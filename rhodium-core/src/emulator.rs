//! In-memory stand-ins for the control bus and the peripheral manager
//!
//! Used by the unit tests and for bringing up the controller without a
//! board attached.

use std::collections::{HashMap, VecDeque};
use std::sync::{Mutex, MutexGuard, PoisonError};

use serde_json::{json, Value};

use crate::hw::{HardwareError, RegisterBus};
use crate::rpc::{RpcError, RpcTransport};
use crate::types::{Direction, SensorValue};

/// Writes kept by [`EmulatedBus::pokes`]; older ones are dropped
pub const POKE_HISTORY: usize = 4096;

#[derive(Default)]
struct BusState {
    registers: HashMap<u32, u32>,
    readback: HashMap<u32, u32>,
    pokes: VecDeque<(u32, u32)>,
    failing: bool,
}

/// Register file that records the most recent writes
#[derive(Default)]
pub struct EmulatedBus {
    state: Mutex<BusState>,
}

impl EmulatedBus {
    pub fn new() -> Self {
        Self::default()
    }

    fn lock(&self) -> MutexGuard<'_, BusState> {
        self.state.lock().unwrap_or_else(PoisonError::into_inner)
    }

    /// The last [`POKE_HISTORY`] writes, oldest first
    pub fn pokes(&self) -> Vec<(u32, u32)> {
        self.lock().pokes.iter().copied().collect()
    }

    pub fn clear_pokes(&self) {
        self.lock().pokes.clear();
    }

    /// Last value written to `addr`
    pub fn register(&self, addr: u32) -> Option<u32> {
        self.lock().registers.get(&addr).copied()
    }

    /// Value returned by reads of `addr` (0 when unset)
    pub fn set_readback(&self, addr: u32, value: u32) {
        self.lock().readback.insert(addr, value);
    }

    /// Make every transaction fail
    pub fn set_failing(&self, failing: bool) {
        self.lock().failing = failing;
    }
}

impl RegisterBus for EmulatedBus {
    fn poke32(&self, addr: u32, data: u32) -> Result<(), HardwareError> {
        let mut state = self.lock();
        if state.failing {
            return Err(HardwareError::Bus(format!("write to 0x{:x} failed", addr)));
        }
        state.registers.insert(addr, data);
        if state.pokes.len() == POKE_HISTORY {
            state.pokes.pop_front();
        }
        state.pokes.push_back((addr, data));
        Ok(())
    }

    fn peek32(&self, addr: u32) -> Result<u32, HardwareError> {
        let state = self.lock();
        if state.failing {
            return Err(HardwareError::Bus(format!("read of 0x{:x} failed", addr)));
        }
        Ok(state.readback.get(&addr).copied().unwrap_or(0))
    }
}

#[derive(Default)]
struct MpmState {
    sensors: HashMap<Direction, Vec<SensorValue>>,
    calls: HashMap<String, usize>,
    failure: Option<RpcError>,
}

/// Peripheral manager serving `<prefix>get_sensors` and `<prefix>get_sensor`
pub struct EmulatedMpm {
    prefix: String,
    token: String,
    state: Mutex<MpmState>,
}

impl EmulatedMpm {
    pub fn new(prefix: &str, token: &str) -> Self {
        EmulatedMpm {
            prefix: prefix.to_string(),
            token: token.to_string(),
            state: Mutex::new(MpmState::default()),
        }
    }

    fn lock(&self) -> MutexGuard<'_, MpmState> {
        self.state.lock().unwrap_or_else(PoisonError::into_inner)
    }

    /// Add or replace a sensor
    pub fn set_sensor(&self, dir: Direction, sensor: SensorValue) {
        let mut state = self.lock();
        let sensors = state.sensors.entry(dir).or_default();
        match sensors.iter_mut().find(|s| s.name == sensor.name) {
            Some(existing) => *existing = sensor,
            None => sensors.push(sensor),
        }
    }

    /// Number of calls made to `method` (without prefix)
    pub fn call_count(&self, method: &str) -> usize {
        let full = format!("{}{}", self.prefix, method);
        self.lock().calls.get(&full).copied().unwrap_or(0)
    }

    /// Fail every following call with `error`, or stop failing with `None`
    pub fn fail_with(&self, error: Option<RpcError>) {
        self.lock().failure = error;
    }

    fn string_param(params: &[Value], index: usize) -> Result<&str, RpcError> {
        params
            .get(index)
            .and_then(Value::as_str)
            .ok_or_else(|| RpcError::Remote(format!("missing string argument {}", index)))
    }

    fn direction(name: &str) -> Result<Direction, RpcError> {
        Direction::ALL
            .into_iter()
            .find(|d| d.as_str() == name)
            .ok_or_else(|| RpcError::Remote(format!("invalid direction {}", name)))
    }
}

impl RpcTransport for EmulatedMpm {
    fn call(&self, method: &str, params: Vec<Value>) -> Result<Value, RpcError> {
        let mut state = self.lock();
        *state.calls.entry(method.to_string()).or_default() += 1;
        if let Some(error) = &state.failure {
            return Err(error.clone());
        }
        if Self::string_param(&params, 0)? != self.token {
            return Err(RpcError::Remote("invalid session token".to_string()));
        }

        let name = method.strip_prefix(&self.prefix).unwrap_or(method);
        match name {
            "get_sensors" => {
                let dir = Self::direction(Self::string_param(&params, 1)?)?;
                let names: Vec<&str> = state
                    .sensors
                    .get(&dir)
                    .map(|s| s.iter().map(|v| v.name.as_str()).collect())
                    .unwrap_or_default();
                Ok(json!(names))
            }
            "get_sensor" => {
                let dir = Self::direction(Self::string_param(&params, 1)?)?;
                let sensor_name = Self::string_param(&params, 2)?;
                let sensor = state
                    .sensors
                    .get(&dir)
                    .and_then(|s| s.iter().find(|v| v.name == sensor_name))
                    .ok_or_else(|| RpcError::Remote(format!("no such sensor: {}", sensor_name)))?;
                Ok(json!({
                    "name": sensor.name,
                    "type": sensor.data_type.as_str(),
                    "value": sensor.value,
                    "unit": sensor.unit,
                }))
            }
            _ => Err(RpcError::Remote(format!("unknown method {}", method))),
        }
    }
}

#[cfg(test)]
mod tests {
    use super::*;
    use crate::rpc::RpcClient;
    use std::sync::Arc;

    #[test]
    fn test_bus_records_and_fails() {
        let bus = EmulatedBus::new();
        bus.poke32(8, 1).unwrap();
        bus.poke32(8, 2).unwrap();
        assert_eq!(bus.register(8), Some(2));
        assert_eq!(bus.pokes(), vec![(8, 1), (8, 2)]);
        assert_eq!(bus.peek32(16).unwrap(), 0);

        bus.set_failing(true);
        assert!(matches!(bus.poke32(8, 3), Err(HardwareError::Bus(_))));
        assert_eq!(bus.register(8), Some(2));
    }

    #[test]
    fn test_poke_history_is_bounded() {
        let bus = EmulatedBus::new();
        for i in 0..(POKE_HISTORY as u32 + 10) {
            bus.poke32(4, i).unwrap();
        }
        let pokes = bus.pokes();
        assert_eq!(pokes.len(), POKE_HISTORY);
        assert_eq!(pokes[0], (4, 10));
        assert_eq!(pokes.last(), Some(&(4, POKE_HISTORY as u32 + 9)));
        assert_eq!(bus.register(4), Some(POKE_HISTORY as u32 + 9));

        bus.clear_pokes();
        assert!(bus.pokes().is_empty());
    }

    #[test]
    fn test_mpm_serves_sensors() {
        let mpm = Arc::new(EmulatedMpm::new("db_0_", "tok"));
        mpm.set_sensor(Direction::Rx, SensorValue::boolean("lowband_lo_locked", true, "locked", "unlocked"));
        let client = RpcClient::new(mpm.clone(), "tok");

        let names: Vec<String> = client.request_with_token("db_0_get_sensors", ("RX",)).unwrap();
        assert_eq!(names, vec!["lowband_lo_locked"]);
        let none: Vec<String> = client.request_with_token("db_0_get_sensors", ("TX",)).unwrap();
        assert!(none.is_empty());

        let record: HashMap<String, String> = client
            .request_with_token("db_0_get_sensor", ("RX", "lowband_lo_locked", 0))
            .unwrap();
        assert_eq!(SensorValue::from_map(&record).unwrap().to_bool(), Some(true));
        assert_eq!(mpm.call_count("get_sensors"), 2);
    }

    #[test]
    fn test_mpm_rejects_bad_token() {
        let mpm = Arc::new(EmulatedMpm::new("db_0_", "tok"));
        let client = RpcClient::new(mpm, "stale");
        let res: Result<Vec<String>, _> = client.request_with_token("db_0_get_sensors", ("RX",));
        assert!(matches!(res, Err(RpcError::Remote(_))));
    }
}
========================================================================
To do: Copy each line of the data above that holds "crate".

Answer area:
use crate::hw::{HardwareError, RegisterBus};
use crate::rpc::{RpcError, RpcTransport};
use crate::types::{Direction, SensorValue};
    use crate::rpc::RpcClient;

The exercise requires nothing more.